PROBLEM DETAILS =
Every line from the beginning of the records below up to the one holding "use std::time::Instant;" should be quoted exactly; leave out the rest.

(Collection entries)
#####

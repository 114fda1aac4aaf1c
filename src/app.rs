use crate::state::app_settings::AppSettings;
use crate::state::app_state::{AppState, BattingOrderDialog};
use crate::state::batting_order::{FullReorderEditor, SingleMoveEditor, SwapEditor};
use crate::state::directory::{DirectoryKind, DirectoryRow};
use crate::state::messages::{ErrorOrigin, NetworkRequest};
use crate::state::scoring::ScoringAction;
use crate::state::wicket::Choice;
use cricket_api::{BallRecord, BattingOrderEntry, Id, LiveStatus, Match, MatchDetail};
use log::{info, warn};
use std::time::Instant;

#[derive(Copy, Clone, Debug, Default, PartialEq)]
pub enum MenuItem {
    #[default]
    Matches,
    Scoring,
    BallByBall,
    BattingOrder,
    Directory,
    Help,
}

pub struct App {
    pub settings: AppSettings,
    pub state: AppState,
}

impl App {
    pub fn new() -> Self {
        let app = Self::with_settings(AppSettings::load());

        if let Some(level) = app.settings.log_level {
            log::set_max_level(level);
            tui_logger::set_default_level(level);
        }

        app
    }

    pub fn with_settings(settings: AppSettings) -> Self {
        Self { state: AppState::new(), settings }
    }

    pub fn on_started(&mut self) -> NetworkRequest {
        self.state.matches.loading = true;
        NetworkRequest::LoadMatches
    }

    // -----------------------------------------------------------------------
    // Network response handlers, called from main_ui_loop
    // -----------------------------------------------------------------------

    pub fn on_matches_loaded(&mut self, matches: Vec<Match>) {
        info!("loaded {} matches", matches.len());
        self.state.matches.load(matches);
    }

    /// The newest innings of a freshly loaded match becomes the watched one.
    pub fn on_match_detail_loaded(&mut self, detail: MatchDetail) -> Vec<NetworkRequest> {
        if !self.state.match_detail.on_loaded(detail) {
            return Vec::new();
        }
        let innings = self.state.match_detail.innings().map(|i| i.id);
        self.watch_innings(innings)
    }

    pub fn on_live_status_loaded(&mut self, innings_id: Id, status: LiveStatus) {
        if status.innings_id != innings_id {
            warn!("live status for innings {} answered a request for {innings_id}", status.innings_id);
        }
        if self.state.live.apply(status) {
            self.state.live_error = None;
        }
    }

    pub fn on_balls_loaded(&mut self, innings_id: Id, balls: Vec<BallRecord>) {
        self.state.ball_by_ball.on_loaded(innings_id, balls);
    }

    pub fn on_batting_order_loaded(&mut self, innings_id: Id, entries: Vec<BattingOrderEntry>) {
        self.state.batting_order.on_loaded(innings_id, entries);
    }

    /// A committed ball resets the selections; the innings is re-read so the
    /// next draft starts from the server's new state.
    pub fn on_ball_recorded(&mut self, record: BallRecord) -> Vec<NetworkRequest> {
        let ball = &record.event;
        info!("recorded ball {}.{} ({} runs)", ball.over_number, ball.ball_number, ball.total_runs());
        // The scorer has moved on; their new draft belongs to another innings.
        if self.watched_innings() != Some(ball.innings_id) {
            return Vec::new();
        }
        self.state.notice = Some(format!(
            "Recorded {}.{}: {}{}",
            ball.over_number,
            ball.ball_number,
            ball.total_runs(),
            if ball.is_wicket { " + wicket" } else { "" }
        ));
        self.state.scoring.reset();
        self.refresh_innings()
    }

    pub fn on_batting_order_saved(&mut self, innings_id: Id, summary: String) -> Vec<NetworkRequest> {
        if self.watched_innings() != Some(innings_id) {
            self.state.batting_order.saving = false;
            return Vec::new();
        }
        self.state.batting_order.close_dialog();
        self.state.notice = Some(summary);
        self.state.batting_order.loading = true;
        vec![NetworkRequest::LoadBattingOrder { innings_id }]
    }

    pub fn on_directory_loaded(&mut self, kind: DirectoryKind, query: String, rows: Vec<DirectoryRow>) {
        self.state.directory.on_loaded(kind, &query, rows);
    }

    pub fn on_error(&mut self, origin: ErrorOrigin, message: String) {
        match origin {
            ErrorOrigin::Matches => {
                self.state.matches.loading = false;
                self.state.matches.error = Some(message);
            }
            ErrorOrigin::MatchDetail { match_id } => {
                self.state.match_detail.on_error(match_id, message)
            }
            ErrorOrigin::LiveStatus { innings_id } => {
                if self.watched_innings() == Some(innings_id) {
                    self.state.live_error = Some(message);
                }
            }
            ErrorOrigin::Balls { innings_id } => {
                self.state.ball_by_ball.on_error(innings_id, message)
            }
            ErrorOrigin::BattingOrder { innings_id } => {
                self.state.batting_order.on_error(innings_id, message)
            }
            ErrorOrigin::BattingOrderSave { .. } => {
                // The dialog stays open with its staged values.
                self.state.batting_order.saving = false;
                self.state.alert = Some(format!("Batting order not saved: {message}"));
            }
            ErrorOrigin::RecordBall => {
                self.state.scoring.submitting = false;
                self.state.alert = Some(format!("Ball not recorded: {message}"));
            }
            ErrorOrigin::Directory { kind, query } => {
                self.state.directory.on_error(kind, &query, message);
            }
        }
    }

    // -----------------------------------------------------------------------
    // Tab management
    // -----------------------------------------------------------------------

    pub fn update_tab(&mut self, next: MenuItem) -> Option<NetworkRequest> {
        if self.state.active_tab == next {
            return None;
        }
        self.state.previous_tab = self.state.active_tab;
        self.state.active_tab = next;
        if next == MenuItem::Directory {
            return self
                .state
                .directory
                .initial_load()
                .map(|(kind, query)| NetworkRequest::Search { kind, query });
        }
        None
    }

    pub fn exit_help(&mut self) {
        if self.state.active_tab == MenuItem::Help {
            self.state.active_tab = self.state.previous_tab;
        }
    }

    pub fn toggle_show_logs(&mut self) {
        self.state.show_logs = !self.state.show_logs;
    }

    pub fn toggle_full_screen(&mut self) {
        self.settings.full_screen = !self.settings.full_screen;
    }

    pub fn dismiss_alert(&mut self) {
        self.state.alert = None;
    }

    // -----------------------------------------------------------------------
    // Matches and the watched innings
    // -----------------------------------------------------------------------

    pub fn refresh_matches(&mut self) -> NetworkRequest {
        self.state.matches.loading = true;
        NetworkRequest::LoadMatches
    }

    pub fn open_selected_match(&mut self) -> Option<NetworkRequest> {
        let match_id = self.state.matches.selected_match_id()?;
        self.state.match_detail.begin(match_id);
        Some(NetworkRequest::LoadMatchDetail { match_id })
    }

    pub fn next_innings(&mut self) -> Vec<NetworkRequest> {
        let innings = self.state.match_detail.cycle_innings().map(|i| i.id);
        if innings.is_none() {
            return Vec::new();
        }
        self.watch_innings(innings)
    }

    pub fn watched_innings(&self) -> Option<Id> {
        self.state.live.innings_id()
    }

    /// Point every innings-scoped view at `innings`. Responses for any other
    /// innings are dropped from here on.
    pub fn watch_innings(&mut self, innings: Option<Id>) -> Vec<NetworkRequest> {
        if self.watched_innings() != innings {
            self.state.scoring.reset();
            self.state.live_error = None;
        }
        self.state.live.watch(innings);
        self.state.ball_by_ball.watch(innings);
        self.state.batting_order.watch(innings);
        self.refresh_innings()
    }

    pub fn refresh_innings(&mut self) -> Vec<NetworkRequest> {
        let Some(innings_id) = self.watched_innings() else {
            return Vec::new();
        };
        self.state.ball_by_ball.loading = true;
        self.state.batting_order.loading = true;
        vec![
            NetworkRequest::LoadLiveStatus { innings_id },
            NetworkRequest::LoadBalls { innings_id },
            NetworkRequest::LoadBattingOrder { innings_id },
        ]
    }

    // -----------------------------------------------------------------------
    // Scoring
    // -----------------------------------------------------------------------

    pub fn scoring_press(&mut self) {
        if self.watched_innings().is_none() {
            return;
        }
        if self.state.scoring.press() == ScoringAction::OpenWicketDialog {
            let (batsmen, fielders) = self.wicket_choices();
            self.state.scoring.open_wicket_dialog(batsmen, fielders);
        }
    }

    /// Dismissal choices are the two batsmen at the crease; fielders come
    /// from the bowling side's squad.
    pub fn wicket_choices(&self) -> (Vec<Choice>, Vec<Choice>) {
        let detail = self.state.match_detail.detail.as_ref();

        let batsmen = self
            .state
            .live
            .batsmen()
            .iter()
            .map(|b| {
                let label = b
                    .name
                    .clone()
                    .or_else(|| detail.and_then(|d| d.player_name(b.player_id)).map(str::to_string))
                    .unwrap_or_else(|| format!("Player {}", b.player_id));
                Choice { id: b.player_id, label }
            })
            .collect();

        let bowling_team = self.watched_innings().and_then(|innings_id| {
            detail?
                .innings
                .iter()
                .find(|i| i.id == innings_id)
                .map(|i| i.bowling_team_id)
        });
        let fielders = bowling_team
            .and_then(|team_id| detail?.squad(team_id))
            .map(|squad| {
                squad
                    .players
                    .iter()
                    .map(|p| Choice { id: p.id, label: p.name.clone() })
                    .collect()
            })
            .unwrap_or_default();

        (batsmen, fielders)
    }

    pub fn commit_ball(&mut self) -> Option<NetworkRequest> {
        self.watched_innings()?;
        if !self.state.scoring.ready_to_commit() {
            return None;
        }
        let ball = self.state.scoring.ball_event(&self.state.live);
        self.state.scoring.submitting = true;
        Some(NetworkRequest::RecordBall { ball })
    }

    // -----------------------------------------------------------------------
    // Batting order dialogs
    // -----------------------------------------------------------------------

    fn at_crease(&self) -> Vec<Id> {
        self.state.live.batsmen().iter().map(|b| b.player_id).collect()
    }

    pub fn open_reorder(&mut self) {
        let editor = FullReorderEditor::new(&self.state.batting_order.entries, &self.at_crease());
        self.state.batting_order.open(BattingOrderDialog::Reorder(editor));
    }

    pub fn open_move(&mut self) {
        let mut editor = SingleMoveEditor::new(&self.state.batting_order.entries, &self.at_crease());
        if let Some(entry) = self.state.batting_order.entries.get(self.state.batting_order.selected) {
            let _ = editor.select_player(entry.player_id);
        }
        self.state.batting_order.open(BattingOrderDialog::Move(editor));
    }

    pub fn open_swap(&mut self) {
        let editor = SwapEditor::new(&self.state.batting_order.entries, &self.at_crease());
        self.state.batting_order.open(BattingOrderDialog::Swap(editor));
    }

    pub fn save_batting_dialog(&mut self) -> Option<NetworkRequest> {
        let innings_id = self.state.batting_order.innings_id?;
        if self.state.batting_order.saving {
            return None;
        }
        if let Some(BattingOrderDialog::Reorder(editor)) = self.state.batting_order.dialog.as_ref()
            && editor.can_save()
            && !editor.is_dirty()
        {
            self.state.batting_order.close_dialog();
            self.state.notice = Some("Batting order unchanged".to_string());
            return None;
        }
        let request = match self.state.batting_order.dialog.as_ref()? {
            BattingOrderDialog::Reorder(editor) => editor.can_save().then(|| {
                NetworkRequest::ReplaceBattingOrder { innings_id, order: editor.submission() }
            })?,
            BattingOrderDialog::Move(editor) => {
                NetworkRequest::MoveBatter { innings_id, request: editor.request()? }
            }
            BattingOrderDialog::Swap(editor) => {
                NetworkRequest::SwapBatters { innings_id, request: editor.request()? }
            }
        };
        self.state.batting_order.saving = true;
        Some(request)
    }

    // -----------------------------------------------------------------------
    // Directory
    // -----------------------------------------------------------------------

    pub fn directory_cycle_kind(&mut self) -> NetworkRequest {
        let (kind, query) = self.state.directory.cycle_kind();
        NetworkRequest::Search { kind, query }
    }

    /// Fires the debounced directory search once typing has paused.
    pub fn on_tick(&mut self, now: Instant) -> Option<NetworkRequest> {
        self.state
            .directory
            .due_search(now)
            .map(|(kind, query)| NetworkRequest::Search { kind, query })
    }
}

#####

RESPONSE BELOW =
repository 114fda1aac4aaf1c
filename src/app.rs
use crate::state::app_settings::AppSettings;
use crate::state::app_state::{AppState, BattingOrderDialog};
use crate::state::batting_order::{FullReorderEditor, SingleMoveEditor, SwapEditor};
use crate::state::directory::{DirectoryKind, DirectoryRow};
use crate::state::messages::{ErrorOrigin, NetworkRequest};
use crate::state::scoring::ScoringAction;
use crate::state::wicket::Choice;
use cricket_api::{BallRecord, BattingOrderEntry, Id, LiveStatus, Match, MatchDetail};
use log::{info, warn};
use std::time::Instant;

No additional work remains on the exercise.